India has not been passive. The Ministry of AYUSH issued an Ashwagandha Safety Dossier in 2024, compiling scientific evidence on the root’s safety to counter the European regulatory cascade. In December 2025, Prime Minister Modi launched the Ayush Mark at the Second WHO Global Summit on Traditional Medicine in New Delhi — a global quality benchmark for traditional medicine products. A commemorative postage stamp on ashwagandha was released at the same event. India views this plant as an instrument of civilisational soft power at a moment when the world is genuinely seeking what India’s classical tradition offers. Meanwhile, European pressure arrives against the backdrop of documented biopiracy — American and Japanese companies filed over 12 ashwagandha patents in the early 2000s, of which India managed to revoke only one through the Traditional Knowledge Digital Library. A plant that the world first tried to own is now being regulated off Western shelves. The sequence is uncomfortable to observe, and India is right to name it.
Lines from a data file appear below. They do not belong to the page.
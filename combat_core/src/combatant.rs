//! Combatant state and combat resolution
//!
//! A combatant binds one equipment loadout and one character class to the
//! mutable per-match state: current health, current stamina and the
//! once-per-match skill flag. All externally observable values are rounded
//! to one decimal; mutators round the current value before applying a
//! change so repeated operations stay at display precision.
//!
//! `hit` only computes damage - applying it to the target's health is the
//! caller's job via `take_hit`, so an orchestrator can log or modify the
//! value before it lands.

use crate::class::CharacterClass;
use crate::config::constants;
use crate::tactics::Tactics;
use equipment_core::{round1, Armor, Weapon};
use rand::Rng;

/// One participant in a duel
#[derive(Debug, Clone)]
pub struct Combatant<'a> {
    name: String,
    class: &'a CharacterClass,
    weapon: &'a Weapon,
    armor: &'a Armor,
    current_health: f64,
    current_stamina: f64,
    skill_used: bool,
    tactics: Tactics,
}

impl<'a> Combatant<'a> {
    /// Create a combatant at full health and stamina with its skill unused
    pub fn new(
        name: impl Into<String>,
        class: &'a CharacterClass,
        weapon: &'a Weapon,
        armor: &'a Armor,
        tactics: Tactics,
    ) -> Self {
        Combatant {
            name: name.into(),
            class,
            weapon,
            armor,
            current_health: class.max_health,
            current_stamina: class.max_stamina,
            skill_used: false,
            tactics,
        }
    }

    pub fn name(&self) -> &str {
        &self.name
    }

    /// Current health, rounded to one decimal
    pub fn health(&self) -> f64 {
        round1(self.current_health)
    }

    /// Current stamina, rounded to one decimal
    pub fn stamina(&self) -> f64 {
        round1(self.current_stamina)
    }

    pub fn skill_used(&self) -> bool {
        self.skill_used
    }

    pub fn is_alive(&self) -> bool {
        self.health() > 0.0
    }

    /// Damage mitigation this combatant currently provides
    ///
    /// Armor only protects while its upkeep is affordable: if stamina does
    /// not cover `armor.stamina_per_turn`, the armor grants nothing. This
    /// is a query - it never spends stamina.
    pub fn effective_armor(&self) -> f64 {
        if self.stamina() - self.armor.stamina_per_turn >= 0.0 {
            self.armor.defence * self.class.armor_multiplier
        } else {
            0.0
        }
    }

    /// Attack the target, returning the damage dealt
    ///
    /// `None` means the attacker could not afford the weapon's stamina cost;
    /// nothing changes in that case. `Some(0.0)` means the attack connected
    /// but the target's armor absorbed all of it - the weapon cost is still
    /// paid. The target is never mutated here; apply the returned damage
    /// with [`take_hit`](Self::take_hit).
    ///
    /// An `Autonomous` combatant first rolls for its skill (see
    /// [`Tactics`]); a `Manual` combatant attacks on command only.
    pub fn hit(&mut self, target: &Combatant<'_>, rng: &mut impl Rng) -> Option<f64> {
        if self.tactics == Tactics::Autonomous {
            let chance = constants().tactics.skill_trigger_chance;
            if rng.gen_range(0..100u32) < chance
                && self.stamina() >= self.class.skill.stamina_cost
                && !self.skill_used
            {
                // Skill damage is discarded on the autonomous path; only
                // the once-per-match charge is consumed.
                let _ = self.use_skill();
            }
        }
        self.attack(target, rng)
    }

    fn attack(&mut self, target: &Combatant<'_>, rng: &mut impl Rng) -> Option<f64> {
        let roll = self.weapon.roll_damage(rng);
        if self.stamina() - self.weapon.stamina_per_hit < 0.0 {
            return None;
        }
        let raw_damage = roll * self.class.attack_multiplier;
        let total_damage = raw_damage - target.effective_armor();
        // Cost is paid whenever the attack goes through, even when armor
        // absorbs all of it.
        self.current_stamina = self.stamina() - self.weapon.stamina_per_hit;
        if total_damage < 0.0 {
            return Some(0.0);
        }
        Some(round1(total_damage))
    }

    /// Apply incoming damage, flooring health at zero
    pub fn take_hit(&mut self, damage: f64) {
        let health = self.health() - damage;
        self.current_health = if health < 0.0 { 0.0 } else { health };
    }

    /// Fire the class skill, at most once per match
    ///
    /// Succeeds only while stamina meets the skill's threshold and the
    /// skill is unused; returns the skill's fixed damage. The threshold is
    /// checked but the cost is never deducted - the skill is gated by the
    /// once-per-match flag instead. This matches the reference rules and
    /// is deliberate; deducting would change game balance.
    pub fn use_skill(&mut self) -> Option<f64> {
        if self.skill_used || self.stamina() < self.class.skill.stamina_cost {
            return None;
        }
        self.skill_used = true;
        Some(round1(self.class.skill.damage))
    }

    /// Regain the per-round stamina amount, capped at the class maximum
    pub fn regenerate_stamina(&mut self) {
        let delta = constants().stamina.base_regen_per_round * self.class.stamina_multiplier;
        let stamina = self.stamina() + delta;
        self.current_stamina = if stamina > self.class.max_stamina {
            self.class.max_stamina
        } else {
            stamina
        };
    }
}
But there is a domestic discomfort here too, harder to discuss and more important to name. The leaf was not banned by external enemies. It was adulterated into root products by domestic suppliers, overused by domestic industry, and flagged by domestic regulators who saw the NMPB data and found more leaf than root moving through the market. The supply chain fraud was an inside job. The lesson of the leaf is not that the West is taking ashwagandha away from India. The lesson is that India nearly handed itself over by treating a precision instrument as a bulk commodity, and a classical medicine as a marketing ingredient.
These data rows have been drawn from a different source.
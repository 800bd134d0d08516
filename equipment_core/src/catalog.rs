//! Name-indexed catalog over fixed weapon and armor collections

use crate::types::{Armor, Weapon};
use crate::{CatalogError, EquipmentKind};

/// Read-only catalog of weapons and armors, queried by exact name
#[derive(Debug, Default, Clone)]
pub struct EquipmentCatalog {
    weapons: Vec<Weapon>,
    armors: Vec<Armor>,
}

impl EquipmentCatalog {
    /// Build a catalog from pre-constructed collections, validating every
    /// entry's invariants. Entry order is preserved.
    pub fn new(weapons: Vec<Weapon>, armors: Vec<Armor>) -> Result<Self, CatalogError> {
        for weapon in &weapons {
            validate_weapon(weapon)?;
        }
        for armor in &armors {
            validate_armor(armor)?;
        }
        Ok(EquipmentCatalog { weapons, armors })
    }

    /// Find a weapon by exact name.
    ///
    /// Linear scan; fails with `CatalogError::NotFound` when no entry
    /// matches. Never returns a partial or default match.
    pub fn find_weapon(&self, name: &str) -> Result<&Weapon, CatalogError> {
        self.weapons
            .iter()
            .find(|w| w.name == name)
            .ok_or_else(|| CatalogError::NotFound {
                kind: EquipmentKind::Weapon,
                name: name.to_string(),
            })
    }

    /// Find an armor by exact name. Same contract as `find_weapon`.
    pub fn find_armor(&self, name: &str) -> Result<&Armor, CatalogError> {
        self.armors
            .iter()
            .find(|a| a.name == name)
            .ok_or_else(|| CatalogError::NotFound {
                kind: EquipmentKind::Armor,
                name: name.to_string(),
            })
    }

    pub fn weapons(&self) -> &[Weapon] {
        &self.weapons
    }

    pub fn armors(&self) -> &[Armor] {
        &self.armors
    }
}

fn validate_weapon(weapon: &Weapon) -> Result<(), CatalogError> {
    let fail = |message: &str| CatalogError::Invalid {
        kind: EquipmentKind::Weapon,
        name: weapon.name.clone(),
        message: message.to_string(),
    };
    if weapon.min_damage < 0.0 {
        return Err(fail("min_damage must be non-negative"));
    }
    if weapon.min_damage > weapon.max_damage {
        return Err(fail("min_damage must not exceed max_damage"));
    }
    if weapon.stamina_per_hit < 0.0 {
        return Err(fail("stamina_per_hit must be non-negative"));
    }
    Ok(())
}

fn validate_armor(armor: &Armor) -> Result<(), CatalogError> {
    let fail = |message: &str| CatalogError::Invalid {
        kind: EquipmentKind::Armor,
        name: armor.name.clone(),
        message: message.to_string(),
    };
    if armor.defence < 0.0 {
        return Err(fail("defence must be non-negative"));
    }
    if armor.stamina_per_turn < 0.0 {
        return Err(fail("stamina_per_turn must be non-negative"));
    }
    Ok(())
}
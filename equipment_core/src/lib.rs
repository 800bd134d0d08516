//! equipment_core - Weapon and armor data for hero duels
//!
//! This library provides:
//! - Weapon: damage range plus per-hit stamina cost
//! - Armor: flat defence plus per-turn stamina upkeep
//! - EquipmentCatalog: name-indexed lookup over fixed collections
//!
//! Equipment values are immutable once a catalog accepts them. Combatants
//! reference catalog entries; they never own or mutate them.

mod catalog;
mod types;

pub use catalog::EquipmentCatalog;
pub use types::{round1, Armor, Weapon};

use thiserror::Error;

/// Kind of equipment involved in a catalog operation
#[derive(Debug, Clone, Copy, PartialEq, Eq)]
pub enum EquipmentKind {
    Weapon,
    Armor,
}

impl std::fmt::Display for EquipmentKind {
    fn fmt(&self, f: &mut std::fmt::Formatter<'_>) -> std::fmt::Result {
        match self {
            EquipmentKind::Weapon => write!(f, "weapon"),
            EquipmentKind::Armor => write!(f, "armor"),
        }
    }
}

/// Error from catalog construction or lookup
#[derive(Debug, Error)]
pub enum CatalogError {
    /// No entry with the requested name. Lookups fail only with this variant.
    #[error("no {kind} named '{name}' in catalog")]
    NotFound { kind: EquipmentKind, name: String },
    /// An entry violated its invariants at catalog construction.
    #[error("invalid {kind} '{name}': {message}")]
    Invalid {
        kind: EquipmentKind,
        name: String,
        message: String,
    },
}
The FSSAI directive has restored the original instruction. Use the root. The same instruction in the Charaka Samhita. The same instruction in the Ayurvedic Pharmacopoeia of India. The leaf was not a traditional medicine awaiting modern rediscovery. It was a medicine that belonged in a specific clinical context — assessed constitution, appropriate delivery vehicle, defined therapeutic duration, deliberate exit point. The modern supplement industry took that compound, removed all those conditions, put it into a capsule, and called the result ancient wisdom. We did not misuse the plant. We removed the conditions that made it safe.
The root is still in your capsule, doing what it has always done — lowering cortisol, improving sleep, working through pathways that took centuries of careful observation to understand and are only now being confirmed by clinical science. It has been working on your behalf for three thousand years. What we owe it — what we owe this extraordinary plant, as much a part of India’s heritage as the Ganga and the ghee and the grandmother who knew exactly how to use both — is to finally use it wisely. Not just the root in the capsule.
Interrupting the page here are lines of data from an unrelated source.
impl RoomSurfaces {
    pub fn from_params(params: &GeometryParameters) -> Self {
        let room = params.room;
        let lower = SurfaceProfile::generate(
            params.lower_mode,
            &params.lower_stairs,
            params.ramp_segments,
            params.tread_radial_outer,
            params.tread_depth,
        );
        let upper = SurfaceProfile::generate(
            LowerSurfaceMode::Stairs,
            &params.upper_stairs,
            params.ramp_segments,
            params.tread_radial_outer,
            params.tread_depth,
        );

        log::info!(
            "Room geometry: radius={}, floors {} / {}, top passage {}, lower={} ({} treads), upper={} treads",
            room.sphere_radius,
            room.lower_floor_y,
            room.mid_floor_y,
            room.top_passage_y,
            params.lower_mode.as_str(),
            lower.treads().len(),
            upper.treads().len(),
        );

        Self {
            params: params.clone(),
            lower,
            upper,
            lower_floor: Annulus {
                y: room.lower_floor_y,
                inner: 0.0,
                outer: params.floor_radius,
            },
            mid_floor: Annulus {
                y: room.mid_floor_y,
                inner: params.hatch_radius,
                outer: params.floor_radius,
            },
            skylight: Annulus {
                y: room.top_passage_y + SKYLIGHT_LIFT,
                inner: SKYLIGHT_INNER_RADIUS,
                outer: SKYLIGHT_OUTER_RADIUS,
            },
            door: WallOpening {
                angle: DOOR_ANGLE,
                y: room.mid_floor_y,
                radius: DOOR_RADIUS,
            },
            windows: WINDOW_ANGLES
                .iter()
                .map(|&angle| WallOpening {
                    angle,
                    y: WINDOW_ELEVATION,
                    radius: WINDOW_RADIUS,
                })
                .collect(),
        }
    }

    #[inline]
    pub fn sphere_radius(&self) -> f32 {
        self.params.room.sphere_radius
    }
}

#[cfg(test)]
mod tests {
    use super::*;
    use crate::settings::RoomConfig;
    use proptest::prelude::*;

    fn default_treads() -> Vec<StepDescriptor> {
        generate_stair_treads(8, 360.0, 4.99, 1.0, -3.0, 1.2)
    }

    #[test]
    fn test_stair_treads_layout() {
        let treads = default_treads();
        assert_eq!(treads.len(), 8);
        assert!((treads[1].angle - 45.0).abs() < 1e-4);
        assert!((treads[0].height - (-3.0 + 4.2 / 8.0)).abs() < 1e-5);
        assert!((treads[7].height - 1.2).abs() < 1e-5);
        assert!((treads[0].half_width - 22.5).abs() < 1e-5);
    }

    #[test]
    fn test_stair_height_lookup() {
        let profile = SurfaceProfile::Stairs(default_treads());
        let h = profile.surface_height_at(45.0, 4.49).unwrap();
        assert!((h - (-3.0 + 2.0 * 4.2 / 8.0)).abs() < 1e-5);

        // Outside the radial band
        assert!(profile.surface_height_at(45.0, 2.0).is_none());
        // Tread seam is not owned by either neighbour
        assert!(profile.surface_height_at(22.5, 4.49).is_none());
    }

    #[test]
    fn test_stair_wraparound_same_tread() {
        let profile = SurfaceProfile::Stairs(default_treads());
        let a = profile.surface_height_at(359.9, 4.49).unwrap();
        let b = profile.surface_height_at(0.1, 4.49).unwrap();
        assert_eq!(a, b);
    }

    #[test]
    fn test_ramp_height_is_linear() {
        let ramp = generate_ramp(16, 0.0, 360.0, 4.99, 1.0, -3.0, 1.2);
        let profile = SurfaceProfile::Ramp(ramp);
        let h = profile.surface_height_at(90.0, 4.5).unwrap();
        assert!((h - (-3.0 + 0.25 * 4.2)).abs() < 1e-4);
        assert!(profile.surface_height_at(90.0, 2.0).is_none());
        // Widened band absorbs small overshoot past the wall edge
        assert!(profile.surface_height_at(90.0, 5.2).is_some());
    }

    #[test]
    fn test_ramp_wraparound_across_zero() {
        // Full turn starting at 180 degrees: 359.9 and 0.1 are neighbours mid-ramp
        let ramp = generate_ramp(16, 180.0, 180.0, 4.99, 1.0, -3.0, 1.2);
        let profile = SurfaceProfile::Ramp(ramp);
        let a = profile.surface_height_at(359.9, 4.5).unwrap();
        let b = profile.surface_height_at(0.1, 4.5).unwrap();
        let slope = 4.2 / 360.0;
        assert!((b - a - 0.2 * slope).abs() < 1e-4);
    }

    #[test]
    fn test_partial_ramp_outside_sweep() {
        let ramp = generate_ramp(8, 0.0, 90.0, 4.99, 1.0, 0.0, 1.0);
        assert!(ramp.height_at_angle(180.0).is_none());
        assert!((ramp.height_at_angle(45.0).unwrap() - 0.5).abs() < 1e-5);
    }

    #[test]
    fn test_segments_do_not_change_collision() {
        let coarse = SurfaceProfile::Ramp(generate_ramp(2, 0.0, 360.0, 4.99, 1.0, -3.0, 1.2));
        let fine = SurfaceProfile::Ramp(generate_ramp(200, 0.0, 360.0, 4.99, 1.0, -3.0, 1.2));
        for angle in [3.0, 47.0, 123.4, 301.0] {
            assert_eq!(
                coarse.surface_height_at(angle, 4.5),
                fine.surface_height_at(angle, 4.5)
            );
        }
    }

    #[test]
    fn test_segment_stations_span_ramp() {
        let ramp = generate_ramp(4, 0.0, 360.0, 4.99, 1.0, -3.0, 1.2);
        let stations = ramp.segment_stations();
        assert_eq!(stations.len(), 5);
        assert!((stations[0].1 - -3.0).abs() < 1e-5);
        assert!((stations[4].1 - 1.2).abs() < 1e-5);
        assert!((stations[4].0 - 360.0).abs() < 1e-4);
    }

    #[test]
    fn test_top_corners_face_wall() {
        let tread = default_treads()[0];
        let corners = tread.top_corners(3.0);
        // Tread 0 points along +Z; wall corners sit at z = outer radius
        assert!((corners[0].z - 4.99).abs() < 1e-4);
        assert!((corners[0].x - 1.5).abs() < 1e-4);
        assert!((corners[1].x + 1.5).abs() < 1e-4);
        assert!((corners[2].z - 3.99).abs() < 1e-4);
        assert!(corners.iter().all(|c| c.y == tread.height));
    }

    #[test]
    fn test_room_surfaces_from_default_config() {
        let params = RoomConfig::default().geometry().unwrap();
        let room = RoomSurfaces::from_params(&params);
        assert_eq!(room.lower.treads().len(), 8);
        assert_eq!(room.upper.treads().len(), 2);
        assert!((room.mid_floor.inner - 2.0).abs() < 1e-5);
        assert!((room.lower_floor.outer - 4.75).abs() < 1e-5);
        assert!((room.skylight.y - 4.91).abs() < 1e-5);
        assert_eq!(room.windows.len(), 3);
        let door = room.door.center(room.sphere_radius());
        assert!((door.x + 5.0).abs() < 1e-4);
    }

    #[test]
    fn test_room_surfaces_ramp_mode() {
        let params = RoomConfig::with_mode(LowerSurfaceMode::Ramp).geometry().unwrap();
        let room = RoomSurfaces::from_params(&params);
        assert!(room.lower.is_ramp());
        assert!(!room.upper.is_ramp());
    }

    proptest! {
        #[test]
        fn prop_treads_count_and_monotone(step_count in 1u32..64, from in -10.0f32..0.0, rise in 0.5f32..10.0) {
            let treads = generate_stair_treads(step_count, 360.0, 4.99, 1.0, from, from + rise);
            prop_assert_eq!(treads.len(), step_count as usize);
            let spacing = 360.0 / step_count as f32;
            for pair in treads.windows(2) {
                prop_assert!(pair[1].height > pair[0].height);
                prop_assert!(pair[1].angle > pair[0].angle);
                prop_assert!((pair[1].angle - pair[0].angle - spacing).abs() < 1e-3);
            }
        }

        #[test]
        fn prop_ramp_is_continuous(angle in 0.0f32..358.0, eps in 0.0f32..1.0) {
            let ramp = SurfaceProfile::Ramp(generate_ramp(12, 0.0, 360.0, 4.99, 1.0, -3.0, 1.2));
            let a = ramp.surface_height_at(angle, 4.5).unwrap();
            let b = ramp.surface_height_at(angle + eps, 4.5).unwrap();
            let bound = eps * 4.2 / 360.0;
            prop_assert!((b - a).abs() <= bound + 1e-4);
        }
    }
}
Ayurveda did not fail modern wellness. Modern wellness failed to read Ayurveda.
————————————————————————————————————————————————————————————
The author has written Vishvagandha, a book on the classical, clinical, and cultural depth of Withania somnifera. The FSSAI directive F.No. RCD-15001/11/2021-Regulatory-FSSAI was issued in April 2026, reaffirming that only roots and root extracts are permitted in food supplements. The Ministry of AYUSH directive T-13020/4/2022-DCC-Part(2), dated the same date, extended the restriction to all Ayush formulations. All scientific data cited in this article is drawn from peer-reviewed published literature and government sources available in the public domain at the time of writing. This article is intended for general informational and educational purposes only. It does not constitute medical advice, diagnosis, or treatment recommendation. Individual responses to any supplement vary. Readers with existing health conditions, those on medication, or those who are pregnant or breastfeeding should consult a qualified medical practitioner before using any ashwagandha product. The author and publisher accept no liability for decisions made on the basis of information contained in this article.